Certain Information and Where to Find It

 

ION filed a proxy statement on Schedule 14A with the SEC on January 22, 2021 and has filed additional soliciting materials covering the proposals therein. INVESTORS AND SECURITY HOLDERS OF ION ARE ADVISED TO CAREFULLY READ THE PROXY STATEMENT AND ADDITIONAL SOLICITING MATERIALS BECAUSE THEY CONTAIN IMPORTANT INFORMATION ABOUT THE RESTRUCTURING TRANSACTIONS AND THE OTHER RELATED PROPOSALS. Investors and security holders may obtain a free copy of the proxy statement and other relevant documents filed by ION with the SEC from the SEC’s website at www.sec.gov. Security holders and other interested parties will also be able to obtain, without charge, a copy of the proxy statement and any other relevant documents by directing a request by mail or telephone to Investor Relations, ION Geophysical Corporation, 2105 CityWest Boulevard, Suite 100, Houston, Texas 77042, telephone 281-933-3339. Copies of the documents filed by ION with the SEC will be available free of charge on the Company’s website at www.iongeo.com.

 

Participants in Proxy Solicitation

 

ION and its directors, executive officers and certain other members of management may be deemed to be participants in the solicitation of proxies with respect to the Restructuring Transactions and the other related proposals.

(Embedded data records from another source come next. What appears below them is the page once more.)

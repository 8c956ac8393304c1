//! # dsexec
//!
//! An executor for binary data specifications: compact bytecode programs that
//! describe how to lay out and populate blocks of memory on the cores of a
//! remote accelerator. Running a spec produces concrete memory regions plus a
//! header and pointer table describing where those regions live in target
//! memory, ready for upload.
//!
//! The instruction set covers memory reservation, typed writes, registers and
//! arithmetic, loops and conditionals, reusable structures and constructors,
//! and seeded random data. Generating specs and transporting the constructed
//! image to the hardware are jobs for other tools.
//!
//! # Quick Start
//!
//! ```rust,no_run
//! use dsexec::Executor;
//!
//! // Execute a spec against 8 MiB of target memory
//! let mut executor = Executor::from_file("core.spec", 8 * 1024 * 1024)?;
//! executor.execute()?;
//!
//! // Serialize the image: header, pointer table, then the region contents
//! let mut image = Vec::with_capacity(executor.get_constructed_data_size() as usize);
//! executor.append_header(&mut image);
//! executor.append_pointer_table(&mut image, Some(0x6000_0000));
//! # Ok::<(), dsexec::Error>(())
//! ```
//!
//! # Architecture
//!
//! - [`executor`] - the public [`Executor`] and the opcode interpreter
//! - [`commands`] - the opcode set and command-word field decoding
//! - [`region`] - constructed memory regions and the fixed region table
//! - [`structure`] - structure templates and typed elements
//! - [`random`] - seeded generators and distributions
//! - [`file`] - spec sources, the stream [`Parser`], endian primitives
//!
//! Executors are single-shot and self-contained; run one per spec, on as many
//! threads as needed.

#![deny(missing_docs)]
#![warn(clippy::pedantic)]
#![allow(clippy::module_name_repetitions)]

#[macro_use]
mod error;

pub mod commands;
pub mod constants;
pub mod executor;
pub mod file;
pub mod random;
pub mod region;
pub mod structure;

pub use crate::{error::Error, executor::Executor, file::parser::Parser};

/// Convenience alias for all fallible operations in this crate.
pub type Result<T> = std::result::Result<T, Error>;

/// Common imports for working with spec execution.
///
/// ```rust
/// use dsexec::prelude::*;
/// ```
pub mod prelude {
    pub use crate::{
        commands::{CommandWord, Commands},
        constants::{APPDATA_MAGIC_NUM, APP_PTR_TABLE_BYTE_SIZE, DSE_VERSION, MAX_MEM_REGIONS},
        region::{MemoryRegion, MemoryRegionReal},
        structure::DataType,
        Error, Executor, Parser, Result,
    };
}
//! Random number generators and distributions for the random opcode family.
//!
//! DECLARE_RNG seeds a generator into one of [`MAX_RNGS`] slots;
//! DECLARE_RANDOM_DIST binds a distribution over one of those generators into
//! one of [`MAX_RANDOM_DISTS`] slots; GET_RANDOM_NUMBER draws from a
//! distribution into a register.
//!
//! Generators are `StdRng` seeded with [`SeedableRng::seed_from_u64`], so the
//! same spec with the same seeds produces a byte-identical memory image on
//! every run of the same build.

use rand::{distributions::Uniform, prelude::Distribution, rngs::StdRng, SeedableRng};
use rand_distr::{Exp, Normal};

use crate::{
    constants::{MAX_RANDOM_DISTS, MAX_RNGS},
    Result,
};

/// A declared distribution, bound to the RNG slot it draws from.
#[derive(Debug, Clone)]
pub struct RandomDistribution {
    rng_id: u8,
    kind: DistributionKind,
}

/// The distribution shapes a spec can declare.
#[derive(Debug, Clone)]
pub enum DistributionKind {
    /// Integers uniform over an inclusive range.
    Uniform(Uniform<i32>),
    /// Gaussian, rounded to the nearest integer when drawn.
    Normal(Normal<f32>),
    /// Exponential, rounded to the nearest integer when drawn.
    Exponential(Exp<f32>),
}

impl RandomDistribution {
    /// Build a distribution from its wire encoding: a kind code and two
    /// parameter words.
    ///
    /// Kind 0 is uniform (params: i32 min, i32 max inclusive), 1 is normal
    /// (params: f32 mean, f32 standard deviation as bit patterns), 2 is
    /// exponential (params: f32 lambda, reserved word).
    ///
    /// # Errors
    /// Returns a format error for an unknown kind code or parameters the
    /// distribution rejects.
    pub fn from_encoding(rng_id: u8, kind: u8, param0: u32, param1: u32) -> Result<Self> {
        let kind = match kind {
            0 => {
                let min = param0 as i32;
                let max = param1 as i32;
                if min > max {
                    return Err(malformed_error!(
                        "uniform distribution with min {} > max {}",
                        min,
                        max
                    ));
                }
                DistributionKind::Uniform(Uniform::new_inclusive(min, max))
            }
            1 => {
                let mean = f32::from_bits(param0);
                let std_dev = f32::from_bits(param1);
                let normal = Normal::new(mean, std_dev).map_err(|_| {
                    malformed_error!("normal distribution with standard deviation {}", std_dev)
                })?;
                DistributionKind::Normal(normal)
            }
            2 => {
                let lambda = f32::from_bits(param0);
                let exp = Exp::new(lambda).map_err(|_| {
                    malformed_error!("exponential distribution with lambda {}", lambda)
                })?;
                DistributionKind::Exponential(exp)
            }
            other => {
                return Err(malformed_error!("unknown distribution kind {}", other));
            }
        };

        Ok(RandomDistribution { rng_id, kind })
    }

    /// The RNG slot this distribution draws from.
    #[must_use]
    pub fn rng_id(&self) -> u8 {
        self.rng_id
    }

    /// Draw one value, widened to a register.
    pub fn sample(&self, rng: &mut StdRng) -> i64 {
        match &self.kind {
            DistributionKind::Uniform(uniform) => i64::from(uniform.sample(rng)),
            DistributionKind::Normal(normal) => normal.sample(rng).round() as i64,
            DistributionKind::Exponential(exp) => exp.sample(rng).round() as i64,
        }
    }
}

/// Fixed tables for the random opcode family.
#[derive(Debug, Default)]
pub struct RandomTable {
    rngs: [Option<StdRng>; MAX_RNGS],
    distributions: [Option<RandomDistribution>; MAX_RANDOM_DISTS],
}

impl RandomTable {
    /// Empty tables.
    #[must_use]
    pub fn new() -> Self {
        RandomTable::default()
    }

    /// Seed a generator into slot `id`.
    ///
    /// # Errors
    /// Returns a format error if the slot is already declared.
    pub fn declare_rng(&mut self, id: u8, seed: u32) -> Result<()> {
        let slot = &mut self.rngs[id as usize];
        if slot.is_some() {
            return Err(malformed_error!("rng {} is already declared", id));
        }

        *slot = Some(StdRng::seed_from_u64(u64::from(seed)));
        Ok(())
    }

    /// Store a distribution into slot `id`, validating its RNG binding.
    ///
    /// # Errors
    /// Returns a format error if the slot is already declared and
    /// [`crate::Error::NoSuchRng`] if the bound RNG was never seeded.
    pub fn declare_distribution(&mut self, id: u8, dist: RandomDistribution) -> Result<()> {
        if self.rngs[dist.rng_id() as usize].is_none() {
            return Err(crate::Error::NoSuchRng(dist.rng_id()));
        }
        let slot = &mut self.distributions[id as usize];
        if slot.is_some() {
            return Err(malformed_error!("distribution {} is already declared", id));
        }

        *slot = Some(dist);
        Ok(())
    }

    /// Draw from the distribution in slot `id`.
    ///
    /// # Errors
    /// Returns [`crate::Error::NoSuchDistribution`] or
    /// [`crate::Error::NoSuchRng`] if either slot is undeclared.
    pub fn sample(&mut self, id: u8) -> Result<i64> {
        let dist = self.distributions[id as usize]
            .as_ref()
            .ok_or(crate::Error::NoSuchDistribution(id))?
            .clone();
        let rng = self.rngs[dist.rng_id() as usize]
            .as_mut()
            .ok_or(crate::Error::NoSuchRng(dist.rng_id()))?;

        Ok(dist.sample(rng))
    }
}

Information about these persons is set forth in ION’s proxy statement, and subsequent statements of changes in beneficial ownership on file with the SEC. Security holders and investors may obtain additional information regarding the interests of such persons, which may be different than those of ION’s security holders generally, by reading the proxy statement.